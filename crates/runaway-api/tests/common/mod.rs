//! Shared test helpers for API integration tests.
#![allow(dead_code)]

use std::sync::Arc;

use axum::Router;
use axum::body::Body;
use axum::http::{Request, StatusCode};
use chrono::{TimeZone, Utc};
use http_body_util::BodyExt;
use runaway_core::clock::Clock;
use runaway_test_support::{
    FixedClock, FixedScorer, RecordingGuessGenerator, StaticWagonCatalog, StubDialogueGenerator,
    StubSpeech,
};
use tower::ServiceExt;

use runaway_api::routes;
use runaway_api::state::AppState;

/// Fixed timestamp used across all integration tests.
fn fixed_clock() -> Arc<dyn Clock> {
    Arc::new(FixedClock(Utc.with_ymd_and_hms(2026, 1, 15, 10, 0, 0).unwrap()))
}

/// App state over a three-wagon catalog and scripted collaborators.
pub fn test_state() -> AppState {
    AppState::new(
        fixed_clock(),
        Arc::new(StaticWagonCatalog::with_wagons(3)),
        Arc::new(StubDialogueGenerator::new("I was in my cabin all night.")),
        Arc::new(RecordingGuessGenerator::new("Nostromo", "Freighter, space, crew: the ship.")),
        Arc::new(FixedScorer(0.42)),
        Arc::new(StubSpeech(b"ID3-audio".to_vec())),
    )
}

/// Build the full app router over `state`. Uses the same route structure as
/// `main.rs`.
pub fn build_test_app(state: AppState) -> Router {
    Router::new()
        .merge(routes::health::router())
        .nest("/api/v1/sessions", routes::session::router())
        .nest("/api/v1/wagons", routes::wagons::router())
        .with_state(state)
}

async fn send(app: Router, request: Request<Body>) -> (StatusCode, serde_json::Value) {
    let response = app.oneshot(request).await.unwrap();
    let status = response.status();
    let body_bytes = response.into_body().collect().await.unwrap().to_bytes();
    let json: serde_json::Value = serde_json::from_slice(&body_bytes).unwrap();

    (status, json)
}

/// Send a POST request with a JSON body and return the response.
pub async fn post_json(
    app: Router,
    uri: &str,
    body: &serde_json::Value,
) -> (StatusCode, serde_json::Value) {
    let request = Request::builder()
        .method("POST")
        .uri(uri)
        .header("content-type", "application/json")
        .body(Body::from(serde_json::to_vec(body).unwrap()))
        .unwrap();

    send(app, request).await
}

/// Send a POST request without a body and return the response.
pub async fn post_empty(app: Router, uri: &str) -> (StatusCode, serde_json::Value) {
    let request = Request::builder()
        .method("POST")
        .uri(uri)
        .body(Body::empty())
        .unwrap();

    send(app, request).await
}

/// Send a GET request and return the response.
pub async fn get_json(app: Router, uri: &str) -> (StatusCode, serde_json::Value) {
    let request = Request::builder()
        .method("GET")
        .uri(uri)
        .body(Body::empty())
        .unwrap();

    send(app, request).await
}

/// Send a DELETE request and return the response.
pub async fn delete_json(app: Router, uri: &str) -> (StatusCode, serde_json::Value) {
    let request = Request::builder()
        .method("DELETE")
        .uri(uri)
        .body(Body::empty())
        .unwrap();

    send(app, request).await
}

/// Create a session through the API and return its id.
pub async fn create_session(app: Router) -> String {
    let (status, json) = post_empty(app, "/api/v1/sessions").await;
    assert_eq!(status, StatusCode::CREATED);
    json["session_id"].as_str().unwrap().to_owned()
}
//! Process-wide store of live sessions.
//!
//! Each session sits behind its own mutex; the outer map lock is only held
//! long enough to find, insert or remove a slot. Mutations run against a
//! copy that is committed only on success, so a failed operation leaves the
//! stored session exactly as it was.
//!
//! Removal (termination or expiry) takes the session's mutex first and marks
//! the slot retired, so a request that looked the slot up just before removal
//! sees `SessionNotFound` instead of mutating a detached session.

use std::collections::HashMap;
use std::sync::Arc;

use chrono::Duration;
use runaway_core::clock::Clock;
use runaway_core::error::DomainError;
use runaway_core::identity::SessionId;
use tokio::sync::{Mutex, RwLock};
use tracing::{debug, info};

use crate::domain::session::Session;

#[derive(Debug)]
struct SessionSlot {
    session: Session,
    retired: bool,
}

type SharedSlot = Arc<Mutex<SessionSlot>>;

/// Single source of truth for all live sessions.
pub struct SessionRegistry {
    clock: Arc<dyn Clock>,
    slots: RwLock<HashMap<SessionId, SharedSlot>>,
}

impl std::fmt::Debug for SessionRegistry {
    fn fmt(&self, f: &mut std::fmt::Formatter<'_>) -> std::fmt::Result {
        f.debug_struct("SessionRegistry").finish_non_exhaustive()
    }
}

impl SessionRegistry {
    /// Create an empty registry reading time from `clock`.
    #[must_use]
    pub fn new(clock: Arc<dyn Clock>) -> Self {
        Self {
            clock,
            slots: RwLock::new(HashMap::new()),
        }
    }

    async fn slot(&self, session_id: SessionId) -> Result<SharedSlot, DomainError> {
        self.slots
            .read()
            .await
            .get(&session_id)
            .cloned()
            .ok_or(DomainError::SessionNotFound(session_id))
    }

    /// Mints a new session in wagon 0 and registers it.
    pub async fn create(&self) -> Session {
        let session = Session::new(SessionId::new(), self.clock.now());
        let slot = SessionSlot {
            session: session.clone(),
            retired: false,
        };
        self.slots
            .write()
            .await
            .insert(session.session_id, Arc::new(Mutex::new(slot)));

        info!(session_id = %session.session_id, "created new session");
        session
    }

    /// Returns a snapshot of the session. Reading counts as activity.
    ///
    /// # Errors
    ///
    /// Returns `DomainError::SessionNotFound` if the session is not live.
    pub async fn get(&self, session_id: SessionId) -> Result<Session, DomainError> {
        self.read(session_id, Session::clone).await
    }

    /// Runs `f` against the session under its lock. Reading counts as
    /// activity.
    ///
    /// # Errors
    ///
    /// Returns `DomainError::SessionNotFound` if the session is not live.
    pub async fn read<T>(
        &self,
        session_id: SessionId,
        f: impl FnOnce(&Session) -> T,
    ) -> Result<T, DomainError> {
        let slot = self.slot(session_id).await?;
        let mut guard = slot.lock().await;
        if guard.retired {
            return Err(DomainError::SessionNotFound(session_id));
        }
        guard.session.touch(self.clock.now());
        debug!(session_id = %session_id, "retrieved session");
        Ok(f(&guard.session))
    }

    /// Replaces the stored session with `session` and bumps `last_active`.
    ///
    /// # Errors
    ///
    /// Returns `DomainError::SessionNotFound` if the session is not live.
    pub async fn update(&self, mut session: Session) -> Result<(), DomainError> {
        let session_id = session.session_id;
        let slot = self.slot(session_id).await?;
        let mut guard = slot.lock().await;
        if guard.retired {
            return Err(DomainError::SessionNotFound(session_id));
        }
        session.touch(self.clock.now());
        guard.session = session;

        debug!(
            session_id = %session_id,
            current_wagon = guard.session.current_wagon_id(),
            "updated session"
        );
        Ok(())
    }

    /// Applies `f` to the session atomically. The change is committed (and
    /// `last_active` bumped) only if `f` succeeds.
    ///
    /// # Errors
    ///
    /// Returns `DomainError::SessionNotFound` if the session is not live, or
    /// whatever `f` returns.
    pub async fn mutate<T>(
        &self,
        session_id: SessionId,
        f: impl FnOnce(&mut Session) -> Result<T, DomainError>,
    ) -> Result<T, DomainError> {
        let slot = self.slot(session_id).await?;
        let mut guard = slot.lock().await;
        if guard.retired {
            return Err(DomainError::SessionNotFound(session_id));
        }

        let mut draft = guard.session.clone();
        let value = f(&mut draft)?;
        draft.touch(self.clock.now());
        guard.session = draft;
        Ok(value)
    }

    /// Removes the session and returns its final state.
    ///
    /// # Errors
    ///
    /// Returns `DomainError::SessionNotFound` if the session is not live.
    pub async fn terminate(&self, session_id: SessionId) -> Result<Session, DomainError> {
        let slot = self.slot(session_id).await?;
        let mut guard = slot.lock().await;
        if guard.retired {
            return Err(DomainError::SessionNotFound(session_id));
        }
        guard.retired = true;
        self.slots.write().await.remove(&session_id);

        info!(
            session_id = %session_id,
            final_wagon = guard.session.current_wagon_id(),
            "session terminated"
        );
        Ok(guard.session.clone())
    }

    /// Removes every session idle for longer than `max_age`, through the same
    /// path as [`SessionRegistry::terminate`]. Returns how many were removed.
    pub async fn expire_older_than(&self, max_age: Duration) -> usize {
        let candidates: Vec<(SessionId, SharedSlot)> = self
            .slots
            .read()
            .await
            .iter()
            .map(|(id, slot)| (*id, Arc::clone(slot)))
            .collect();

        let mut removed = 0;
        for (session_id, slot) in candidates {
            let mut guard = slot.lock().await;
            if guard.retired {
                continue;
            }
            let idle = self.clock.now() - guard.session.last_active;
            if idle <= max_age {
                continue;
            }
            guard.retired = true;
            self.slots.write().await.remove(&session_id);
            removed += 1;

            info!(
                session_id = %session_id,
                idle_secs = idle.num_seconds(),
                "cleaned up idle session"
            );
        }
        removed
    }

    /// Number of live sessions.
    pub async fn len(&self) -> usize {
        self.slots.read().await.len()
    }

    /// Whether no session is live.
    pub async fn is_empty(&self) -> bool {
        self.slots.read().await.is_empty()
    }
}

#[cfg(test)]
mod tests {
    use super::*;
    use chrono::{TimeZone, Utc};
    use runaway_core::collaborator::Role;
    use runaway_core::identity::NpcIdentity;
    use runaway_test_support::{FixedClock, ManualClock};

    use crate::domain::session::Message;

    fn start() -> chrono::DateTime<Utc> {
        Utc.with_ymd_and_hms(2026, 1, 15, 10, 0, 0).unwrap()
    }

    fn fixed_registry() -> SessionRegistry {
        SessionRegistry::new(Arc::new(FixedClock(start())))
    }

    #[tokio::test]
    async fn test_create_registers_unique_sessions() {
        let registry = fixed_registry();

        let first = registry.create().await;
        let second = registry.create().await;

        assert_ne!(first.session_id, second.session_id);
        assert_eq!(first.current_wagon_id(), 0);
        assert_eq!(registry.len().await, 2);
    }

    #[tokio::test]
    async fn test_get_unknown_session_returns_not_found() {
        let registry = fixed_registry();
        let missing = SessionId::new();

        match registry.get(missing).await {
            Err(DomainError::SessionNotFound(id)) => assert_eq!(id, missing),
            other => panic!("expected SessionNotFound, got {other:?}"),
        }
    }

    #[tokio::test]
    async fn test_get_touches_last_active() {
        // Arrange
        let clock = Arc::new(ManualClock::new(start()));
        let registry = SessionRegistry::new(clock.clone());
        let session = registry.create().await;

        // Act
        clock.advance(Duration::minutes(5));
        let fetched = registry.get(session.session_id).await.unwrap();

        // Assert
        assert_eq!(fetched.created_at, start());
        assert_eq!(fetched.last_active, start() + Duration::minutes(5));
    }

    #[tokio::test]
    async fn test_update_replaces_state_immediately() {
        // Arrange
        let registry = fixed_registry();
        let mut session = registry.create().await;
        session.current_wagon.theme = "Alien".into();

        // Act
        registry.update(session.clone()).await.unwrap();

        // Assert
        let fetched = registry.get(session.session_id).await.unwrap();
        assert_eq!(fetched.current_wagon.theme, "Alien");
    }

    #[tokio::test]
    async fn test_mutate_discards_changes_on_error() {
        // Arrange
        let registry = fixed_registry();
        let session = registry.create().await;
        let identity = NpcIdentity::new(0, 1);

        // Act
        let result: Result<(), DomainError> = registry
            .mutate(session.session_id, |s| {
                s.add_message(identity, Message::new(Role::User, "hi", start()))?;
                Err(DomainError::Validation("abort".into()))
            })
            .await;

        // Assert
        assert!(matches!(result, Err(DomainError::Validation(_))));
        let fetched = registry.get(session.session_id).await.unwrap();
        assert!(fetched.conversation(&identity).is_none());
    }

    #[tokio::test]
    async fn test_terminate_removes_session_and_reports_missing_afterwards() {
        let registry = fixed_registry();
        let session = registry.create().await;

        let terminated = registry.terminate(session.session_id).await.unwrap();

        assert_eq!(terminated.session_id, session.session_id);
        assert!(registry.is_empty().await);
        assert!(matches!(
            registry.terminate(session.session_id).await,
            Err(DomainError::SessionNotFound(_))
        ));
        assert!(matches!(
            registry.get(session.session_id).await,
            Err(DomainError::SessionNotFound(_))
        ));
    }

    #[tokio::test]
    async fn test_expire_removes_idle_sessions_and_keeps_touched_ones() {
        // Arrange
        let clock = Arc::new(ManualClock::new(start()));
        let registry = SessionRegistry::new(clock.clone());
        let idle = registry.create().await;
        let active = registry.create().await;

        // Act
        clock.advance(Duration::hours(20));
        registry.get(active.session_id).await.unwrap();
        clock.advance(Duration::hours(5));
        let removed = registry.expire_older_than(Duration::hours(24)).await;

        // Assert
        assert_eq!(removed, 1);
        assert!(matches!(
            registry.get(idle.session_id).await,
            Err(DomainError::SessionNotFound(_))
        ));
        assert!(registry.get(active.session_id).await.is_ok());
    }

    #[tokio::test]
    async fn test_expire_keeps_sessions_touched_by_update_or_mutate() {
        // Arrange
        let clock = Arc::new(ManualClock::new(start()));
        let registry = SessionRegistry::new(clock.clone());
        let idle = registry.create().await;
        let updated = registry.create().await;
        let mutated = registry.create().await;

        // Act
        clock.advance(Duration::hours(20));
        registry.update(updated.clone()).await.unwrap();
        registry
            .mutate(mutated.session_id, |s| {
                s.current_wagon.theme = "Alien".into();
                Ok(())
            })
            .await
            .unwrap();
        clock.advance(Duration::hours(5));
        let removed = registry.expire_older_than(Duration::hours(24)).await;

        // Assert
        assert_eq!(removed, 1);
        assert_eq!(registry.len().await, 2);
        assert!(registry.get(idle.session_id).await.is_err());
        let survivor = registry.get(updated.session_id).await.unwrap();
        assert_eq!(survivor.created_at, start());
        assert!(registry.get(mutated.session_id).await.is_ok());
    }

    #[tokio::test]
    async fn test_expire_keeps_session_exactly_at_threshold() {
        let clock = Arc::new(ManualClock::new(start()));
        let registry = SessionRegistry::new(clock.clone());
        let session = registry.create().await;

        clock.advance(Duration::hours(24));
        let removed = registry.expire_older_than(Duration::hours(24)).await;

        assert_eq!(removed, 0);
        assert!(registry.get(session.session_id).await.is_ok());
    }

    #[tokio::test]
    async fn test_stale_slot_handle_cannot_mutate_after_termination() {
        // Arrange
        let registry = fixed_registry();
        let session = registry.create().await;
        let stale = registry.slot(session.session_id).await.unwrap();

        // Act
        registry.terminate(session.session_id).await.unwrap();

        // Assert
        assert!(stale.lock().await.retired);
        let result = registry.mutate(session.session_id, |_| Ok(())).await;
        assert!(matches!(result, Err(DomainError::SessionNotFound(_))));
    }

    #[tokio::test]
    async fn test_concurrent_mutations_are_serialized() {
        // Arrange
        let registry = Arc::new(fixed_registry());
        let session = registry.create().await;
        let identity = NpcIdentity::new(0, 1);

        // Act
        let tasks: Vec<_> = (0..32)
            .map(|i| {
                let registry = Arc::clone(&registry);
                tokio::spawn(async move {
                    registry
                        .mutate(session.session_id, |s| {
                            s.add_message(
                                identity,
                                Message::new(Role::User, format!("m{i}"), start()),
                            )
                            .map(|_| ())
                        })
                        .await
                })
            })
            .collect();
        for task in tasks {
            task.await.unwrap().unwrap();
        }

        // Assert
        let fetched = registry.get(session.session_id).await.unwrap();
        assert_eq!(fetched.conversation(&identity).unwrap().messages.len(), 32);
    }
}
____________
#### WHAT YOU WILL DO
The string "that" marks the lines to return from the material. Copy each one.

#### RESPONSE AREA
//! copy that is committed only on success, so a failed operation leaves the
//! the slot retired, so a request that looked the slot up just before removal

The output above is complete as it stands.